Cloudification: The mobile experience really gets powerful when it leverages back-end cloud-based services, combining mobile device capabilities like touch, location and personalization with cloud-based capabilities like streaming, social networking, push notifications, updates, scalable data storage and computing. There are currently about 5.5 billion mobile devices worldwide that need access to cloud and application services, and that number will only grow. To deliver that, the entire infrastructure to create/deploy apps and manage devices has to be created.

These trends present a host of challenges for companies and abundant opportunities for entrepreneurs. Solve these problems and you can transform the world of business.

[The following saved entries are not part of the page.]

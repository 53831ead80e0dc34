use aide::axum::{
    routing::{get_with, post_with, put_with},
    ApiRouter,
};
use axum::Json;

use crate::api::{self, branches::MessageResponse, AppState};
use crate::database::models::{BranchResponse, BranchTreeResponse};

pub fn branch_routes() -> ApiRouter<AppState> {
    ApiRouter::new()
        .api_route(
            "/branches/create-branch",
            post_with(api::branches::create_branch, |op| {
                op.description("Fork a new chat from one answer")
                    .id("Branch.createBranch")
                    .tag("branches")
                    .response::<200, Json<BranchResponse>>()
            }),
        )
        .api_route(
            "/branches/get-branches",
            get_with(api::branches::get_branches, |op| {
                op.description("List the direct branches of a chat")
                    .id("Branch.getBranches")
                    .tag("branches")
                    .response::<200, Json<Vec<BranchResponse>>>()
            }),
        )
        .api_route(
            "/branches/get-branch-tree",
            get_with(api::branches::get_branch_tree, |op| {
                op.description("Get the full branch tree rooted at a chat")
                    .id("Branch.getBranchTree")
                    .tag("branches")
                    .response::<200, Json<BranchTreeResponse>>()
            }),
        )
        .api_route(
            "/branches/set-active-branch",
            put_with(api::branches::set_active_branch, |op| {
                op.description("Mark one branch of a chat as active")
                    .id("Branch.setActiveBranch")
                    .tag("branches")
                    .response::<200, Json<MessageResponse>>()
            }),
        )
}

  • Identify the security issues that you already have.Everyone, from C-level executives to junior employees, takes a smartphone to work. Most of them use that phone – and consumer cloud services like Dropbox – to access corporate data so they can do work wherever they are. If that phone then gets stolen or an employee leaves, you have the potential for Wikileaks-style security compromises. Companies have begun to emerge with security and systems management solutions for this new reality. We believe the new Symantec for mobile is being created as we speak.
  • Sandbox the data, don’t try and separate the workspace.When employees use their personal devices for business, data gets mixed together. Sandboxing is needed to keep personal and corporate data separate, because users want to maintain one unified identity. We believe that there will be a new industry leader, similar to RSA, which safeguard data for environments that co-exist on the same mobile device.
  • Develop once in a familiar language, deploy on multiple platforms.Getting apps out quickly – both for your customer and for your workforce – is crucial to staying competitive in the mobile era. However, designing apps to be scalable and maintainable as an ongoing, dynamic and cloud-driven “app as a service” is critical to keeping those apps manageable over the long-term across multiple, rapidly evolving platforms. New companies like Appcelerator (Mayfield is an investor in the company) are moving fast to fill this need, allowing developers to apply existing skills to create native applications, hybrid applications, and applications for emerging standards like HTML5. We believe that there is an opportunity for a new BEA to be created, which becomes the standard for development environments for the mobile Web.
  • Provide users on tablets with access to their favorite enterprise apps.Tablets will complement and in many ways eclipse the PC. Making it seamless to use existing applications on these devices will be essential as the transition takes place. Similar to how Citrix led the way for client/server applications to be accessed remotely in the 90s, by bringing Microsoft apps to users on dumb terminals and remote PCs, there will be new companies who do the same for the mobile era.
  • Delight the end user.In the era of BYOA (bring your own app) and the “consumerization of IT,” many business users will choose which apps they download and bring into the office themselves, such as Evernote, without permission from IT. The huge untapped opportunity today is to create apps and services that delight the user and make his or her job easier, more efficient and even fun! These apps need to factor in mobile-only behaviors such as touch, personalization and location. As the power and simplicity of mobile applications becomes the standard for end users, many new categories of applications never before possible will get created, and existing application categories such as CRM or HR may get recreated for the mobile world.

Don’t sell out early.

We’re entering a fascinating period where innovation comes from the mash-up and cross-fertilization of know-how from many different disciplines. Opportunities in mobile require entrepreneurs with a mix of DNA who can create solutions to these problems, and build brand-new industry leaders who define the mobile world order.

The trick for today’s entrepreneurs is to hold steady as the mobile era emerges. We tell them, “Don’t sell out early” as you could be building the next Symantec, RSA, BEA, Citrix or SAP. Taking the long-term view could mean the difference between rewriting the rules of the game and writing a corporate footnote on Wikipedia.